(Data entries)
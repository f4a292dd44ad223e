//! # Sync Queue Operations
//!
//! The durable log of pending mutation intents, plus dead letters and sync
//! metadata. Insertion order is the only order: the AUTOINCREMENT row ID is
//! authoritative, the creation timestamp is diagnostics only.
//!
//! ## Features
//!
//! - **Durable Queue**: operations survive a process restart
//! - **Failure Tracking**: retry count and last error per operation
//! - **Dead Letters**: permanently rejected operations moved aside
//! - **Sync Metadata**: last-sync timestamp and friends
//!
//! ## Usage
//!
//! ```rust,no_run
//! use auditsync::engine::local_db::LocalStore;
//! use auditsync::shared::audit::SyncOperation;
//! # use uuid::Uuid;
//!
//! # async fn example(store: LocalStore) -> sqlx::Result<()> {
//! let operation = SyncOperation::UploadImage {
//!     image_id: "r42-1700000000000".to_string(),
//!     result_id: Uuid::new_v4(),
//! };
//! let id = store.enqueue_operation(&operation).await?;
//!
//! for op in store.pending_operations().await? {
//!     // deliver remotely, then:
//!     store.remove_operation(op.id).await?;
//! }
//! # Ok(())
//! # }
//! ```

use crate::engine::local_db::LocalStore;
use crate::shared::audit::{DeadLetter, QueuedOperation, SyncOperation};
use chrono::{DateTime, Utc};
use sqlx::{Result as SqlxResult, Row};

/// Result type alias for queue operations
pub type Result<T> = SqlxResult<T>;

/// Metadata key for the last fully attempted sync pass
const LAST_SYNC_TIME_KEY: &str = "last_sync_time";

impl LocalStore {
    /// Append an operation to the sync queue
    ///
    /// Returns the store-assigned queue ID. IDs increase monotonically and
    /// define the processing order.
    pub async fn enqueue_operation(&self, operation: &SyncOperation) -> Result<i64> {
        let data = serde_json::to_string(operation)
            .map_err(|e| sqlx::Error::Protocol(format!("operation encode: {}", e)))?;

        let result = sqlx::query(
            "INSERT INTO sync_queue (operation_type, target_id, data, created_at, retry_count)
             VALUES (?, ?, ?, ?, 0)",
        )
        .bind(operation.kind())
        .bind(operation.target_id())
        .bind(data)
        .bind(Utc::now())
        .execute(self.pool())
        .await?;

        Ok(result.last_insert_rowid())
    }

    /// Get a stable snapshot of pending operations in queue order
    pub async fn pending_operations(&self) -> Result<Vec<QueuedOperation>> {
        let rows = sqlx::query(
            "SELECT id, operation_type, data, created_at, retry_count, last_attempt, error_message
             FROM sync_queue
             ORDER BY id ASC",
        )
        .fetch_all(self.pool())
        .await?;

        let mut operations = Vec::new();
        for row in rows {
            let data: String = row.try_get("data")?;

            // Skip rows a newer schema may have written
            let operation = match serde_json::from_str::<SyncOperation>(&data) {
                Ok(op) => op,
                Err(_) => continue,
            };

            operations.push(QueuedOperation {
                id: row.try_get("id")?,
                operation,
                created_at: row.try_get("created_at")?,
                retry_count: row.try_get("retry_count")?,
                last_attempt: row.try_get("last_attempt")?,
                error_message: row.try_get("error_message")?,
            });
        }

        Ok(operations)
    }

    /// Remove a completed operation
    ///
    /// Removing an absent ID is a no-op, not an error.
    pub async fn remove_operation(&self, operation_id: i64) -> Result<()> {
        sqlx::query("DELETE FROM sync_queue WHERE id = ?")
            .bind(operation_id)
            .execute(self.pool())
            .await?;
        Ok(())
    }

    /// Record a failed delivery attempt for an operation
    pub async fn record_operation_failure(
        &self,
        operation_id: i64,
        error_message: &str,
    ) -> Result<()> {
        sqlx::query(
            "UPDATE sync_queue SET
                retry_count = retry_count + 1,
                last_attempt = ?,
                error_message = ?
             WHERE id = ?",
        )
        .bind(Utc::now())
        .bind(error_message)
        .bind(operation_id)
        .execute(self.pool())
        .await?;
        Ok(())
    }

    /// Move a permanently rejected operation to the dead letter table
    ///
    /// The move is a single transaction, so a crash cannot lose the
    /// operation or leave it in both places. Dead-lettering an absent ID
    /// is a no-op.
    pub async fn dead_letter_operation(&self, operation_id: i64, error_message: &str) -> Result<()> {
        let mut tx = self.pool().begin().await?;

        let row = sqlx::query(
            "SELECT operation_type, target_id, data, created_at FROM sync_queue WHERE id = ?",
        )
        .bind(operation_id)
        .fetch_optional(&mut *tx)
        .await?;

        let Some(row) = row else {
            return Ok(());
        };

        let operation_type: String = row.try_get("operation_type")?;
        let target_id: String = row.try_get("target_id")?;
        let data: String = row.try_get("data")?;
        let created_at: DateTime<Utc> = row.try_get("created_at")?;

        sqlx::query(
            "INSERT INTO dead_letters (
                queue_id, operation_type, target_id, data, created_at, failed_at, error_message
            ) VALUES (?, ?, ?, ?, ?, ?, ?)",
        )
        .bind(operation_id)
        .bind(operation_type)
        .bind(target_id)
        .bind(data)
        .bind(created_at)
        .bind(Utc::now())
        .bind(error_message)
        .execute(&mut *tx)
        .await?;

        sqlx::query("DELETE FROM sync_queue WHERE id = ?")
            .bind(operation_id)
            .execute(&mut *tx)
            .await?;

        tx.commit().await?;
        Ok(())
    }

    /// Get all dead letters, oldest first
    pub async fn dead_letters(&self) -> Result<Vec<DeadLetter>> {
        let rows = sqlx::query(
            "SELECT id, queue_id, data, created_at, failed_at, error_message
             FROM dead_letters
             ORDER BY id ASC",
        )
        .fetch_all(self.pool())
        .await?;

        let mut letters = Vec::new();
        for row in rows {
            let data: String = row.try_get("data")?;
            let operation = match serde_json::from_str::<SyncOperation>(&data) {
                Ok(op) => op,
                Err(_) => continue,
            };

            letters.push(DeadLetter {
                id: row.try_get("id")?,
                queue_id: row.try_get("queue_id")?,
                operation,
                created_at: row.try_get("created_at")?,
                failed_at: row.try_get("failed_at")?,
                error_message: row.try_get("error_message")?,
            });
        }

        Ok(letters)
    }

    /// Remove dead letters older than the given age
    pub async fn cleanup_dead_letters(&self, max_age_days: i64) -> Result<u64> {
        let cutoff = Utc::now() - chrono::Duration::days(max_age_days);

        let result = sqlx::query("DELETE FROM dead_letters WHERE failed_at < ?")
            .bind(cutoff)
            .execute(self.pool())
            .await?;

        Ok(result.rows_affected())
    }

    /// Set sync metadata
    pub async fn set_sync_metadata(&self, key: &str, value: &str) -> Result<()> {
        sqlx::query(
            "INSERT OR REPLACE INTO sync_metadata (key, value, updated_at)
             VALUES (?, ?, ?)",
        )
        .bind(key)
        .bind(value)
        .bind(Utc::now())
        .execute(self.pool())
        .await?;
        Ok(())
    }

    /// Get sync metadata
    pub async fn get_sync_metadata(&self, key: &str) -> Result<Option<String>> {
        let row = sqlx::query("SELECT value FROM sync_metadata WHERE key = ?")
            .bind(key)
            .fetch_optional(self.pool())
            .await?;

        match row {
            Some(row) => Ok(Some(row.try_get("value")?)),
            None => Ok(None),
        }
    }

    /// Get the last fully attempted sync pass timestamp
    pub async fn get_last_sync_time(&self) -> Result<Option<DateTime<Utc>>> {
        let value = self.get_sync_metadata(LAST_SYNC_TIME_KEY).await?;
        Ok(value.and_then(|v| v.parse().ok()))
    }

    /// Record the current time as the last sync pass
    pub async fn set_last_sync_time(&self) -> Result<()> {
        self.set_sync_metadata(LAST_SYNC_TIME_KEY, &Utc::now().to_rfc3339())
            .await
    }
}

_Task instructions:_ Each line of the data must be returned exactly.

_Output of the task:_
repository f4a292dd44ad223e
//! # Sync Queue Operations
//!
//! The durable log of pending mutation intents, plus dead letters and sync
//! metadata. Insertion order is the only order: the AUTOINCREMENT row ID is
//! authoritative, the creation timestamp is diagnostics only.
//!
//! ## Features
//!
//! - **Durable Queue**: operations survive a process restart
//! - **Failure Tracking**: retry count and last error per operation
//! - **Dead Letters**: permanently rejected operations moved aside
//! - **Sync Metadata**: last-sync timestamp and friends
//!
//! ## Usage
//!
//! ```rust,no_run
//! use auditsync::engine::local_db::LocalStore;
//! use auditsync::shared::audit::SyncOperation;
//! # use uuid::Uuid;
//!
//! # async fn example(store: LocalStore) -> sqlx::Result<()> {
//! let operation = SyncOperation::UploadImage {
//!     image_id: "r42-1700000000000".to_string(),
//!     result_id: Uuid::new_v4(),
//! };
//! let id = store.enqueue_operation(&operation).await?;
//!
//! for op in store.pending_operations().await? {
//!     // deliver remotely, then:
//!     store.remove_operation(op.id).await?;
//! }
//! # Ok(())
//! # }
//! ```

use crate::engine::local_db::LocalStore;
use crate::shared::audit::{DeadLetter, QueuedOperation, SyncOperation};
use chrono::{DateTime, Utc};
use sqlx::{Result as SqlxResult, Row};

/// Result type alias for queue operations
pub type Result<T> = SqlxResult<T>;

/// Metadata key for the last fully attempted sync pass
const LAST_SYNC_TIME_KEY: &str = "last_sync_time";

impl LocalStore {
    /// Append an operation to the sync queue
    ///
    /// Returns the store-assigned queue ID. IDs increase monotonically and
    /// define the processing order.
    pub async fn enqueue_operation(&self, operation: &SyncOperation) -> Result<i64> {
        let data = serde_json::to_string(operation)
            .map_err(|e| sqlx::Error::Protocol(format!("operation encode: {}", e)))?;

        let result = sqlx::query(
            "INSERT INTO sync_queue (operation_type, target_id, data, created_at, retry_count)
             VALUES (?, ?, ?, ?, 0)",
        )
        .bind(operation.kind())
        .bind(operation.target_id())
        .bind(data)
        .bind(Utc::now())
        .execute(self.pool())
        .await?;

        Ok(result.last_insert_rowid())
    }

    /// Get a stable snapshot of pending operations in queue order
    pub async fn pending_operations(&self) -> Result<Vec<QueuedOperation>> {
        let rows = sqlx::query(
            "SELECT id, operation_type, data, created_at, retry_count, last_attempt, error_message
             FROM sync_queue
             ORDER BY id ASC",
        )
        .fetch_all(self.pool())
        .await?;

        let mut operations = Vec::new();
        for row in rows {
            let data: String = row.try_get("data")?;

            // Skip rows a newer schema may have written
            let operation = match serde_json::from_str::<SyncOperation>(&data) {
                Ok(op) => op,
                Err(_) => continue,
            };

            operations.push(QueuedOperation {
                id: row.try_get("id")?,
                operation,
                created_at: row.try_get("created_at")?,
                retry_count: row.try_get("retry_count")?,
                last_attempt: row.try_get("last_attempt")?,
                error_message: row.try_get("error_message")?,
            });
        }

        Ok(operations)
    }

    /// Remove a completed operation
    ///
    /// Removing an absent ID is a no-op, not an error.
    pub async fn remove_operation(&self, operation_id: i64) -> Result<()> {
        sqlx::query("DELETE FROM sync_queue WHERE id = ?")
            .bind(operation_id)
            .execute(self.pool())
            .await?;
        Ok(())
    }

    /// Record a failed delivery attempt for an operation
    pub async fn record_operation_failure(
        &self,
        operation_id: i64,
        error_message: &str,
    ) -> Result<()> {
        sqlx::query(
            "UPDATE sync_queue SET
                retry_count = retry_count + 1,
                last_attempt = ?,
                error_message = ?
             WHERE id = ?",
        )
        .bind(Utc::now())
        .bind(error_message)
        .bind(operation_id)
        .execute(self.pool())
        .await?;
        Ok(())
    }

    /// Move a permanently rejected operation to the dead letter table
    ///
    /// The move is a single transaction, so a crash cannot lose the
    /// operation or leave it in both places. Dead-lettering an absent ID
    /// is a no-op.
    pub async fn dead_letter_operation(&self, operation_id: i64, error_message: &str) -> Result<()> {
        let mut tx = self.pool().begin().await?;

        let row = sqlx::query(
            "SELECT operation_type, target_id, data, created_at FROM sync_queue WHERE id = ?",
        )
        .bind(operation_id)
        .fetch_optional(&mut *tx)
        .await?;

        let Some(row) = row else {
            return Ok(());
        };

        let operation_type: String = row.try_get("operation_type")?;
        let target_id: String = row.try_get("target_id")?;
        let data: String = row.try_get("data")?;
        let created_at: DateTime<Utc> = row.try_get("created_at")?;

        sqlx::query(
            "INSERT INTO dead_letters (
                queue_id, operation_type, target_id, data, created_at, failed_at, error_message
            ) VALUES (?, ?, ?, ?, ?, ?, ?)",
        )
        .bind(operation_id)
        .bind(operation_type)
        .bind(target_id)
        .bind(data)
        .bind(created_at)
        .bind(Utc::now())
        .bind(error_message)
        .execute(&mut *tx)
        .await?;

        sqlx::query("DELETE FROM sync_queue WHERE id = ?")
            .bind(operation_id)
            .execute(&mut *tx)
            .await?;

        tx.commit().await?;
        Ok(())
    }

    /// Get all dead letters, oldest first
    pub async fn dead_letters(&self) -> Result<Vec<DeadLetter>> {
        let rows = sqlx::query(
            "SELECT id, queue_id, data, created_at, failed_at, error_message
             FROM dead_letters
             ORDER BY id ASC",
        )
        .fetch_all(self.pool())
        .await?;

        let mut letters = Vec::new();
        for row in rows {
            let data: String = row.try_get("data")?;
            let operation = match serde_json::from_str::<SyncOperation>(&data) {
                Ok(op) => op,
                Err(_) => continue,
            };

            letters.push(DeadLetter {
                id: row.try_get("id")?,
                queue_id: row.try_get("queue_id")?,
                operation,
                created_at: row.try_get("created_at")?,
                failed_at: row.try_get("failed_at")?,
                error_message: row.try_get("error_message")?,
            });
        }

        Ok(letters)
    }

    /// Remove dead letters older than the given age
    pub async fn cleanup_dead_letters(&self, max_age_days: i64) -> Result<u64> {
        let cutoff = Utc::now() - chrono::Duration::days(max_age_days);

        let result = sqlx::query("DELETE FROM dead_letters WHERE failed_at < ?")
            .bind(cutoff)
            .execute(self.pool())
            .await?;

        Ok(result.rows_affected())
    }

    /// Set sync metadata
    pub async fn set_sync_metadata(&self, key: &str, value: &str) -> Result<()> {
        sqlx::query(
            "INSERT OR REPLACE INTO sync_metadata (key, value, updated_at)
             VALUES (?, ?, ?)",
        )
        .bind(key)
        .bind(value)
        .bind(Utc::now())
        .execute(self.pool())
        .await?;
        Ok(())
    }

    /// Get sync metadata
    pub async fn get_sync_metadata(&self, key: &str) -> Result<Option<String>> {
        let row = sqlx::query("SELECT value FROM sync_metadata WHERE key = ?")
            .bind(key)
            .fetch_optional(self.pool())
            .await?;

        match row {
            Some(row) => Ok(Some(row.try_get("value")?)),
            None => Ok(None),
        }
    }

    /// Get the last fully attempted sync pass timestamp
    pub async fn get_last_sync_time(&self) -> Result<Option<DateTime<Utc>>> {
        let value = self.get_sync_metadata(LAST_SYNC_TIME_KEY).await?;
        Ok(value.and_then(|v| v.parse().ok()))
    }

    /// Record the current time as the last sync pass
    pub async fn set_last_sync_time(&self) -> Result<()> {
        self.set_sync_metadata(LAST_SYNC_TIME_KEY, &Utc::now().to_rfc3339())
            .await
    }
}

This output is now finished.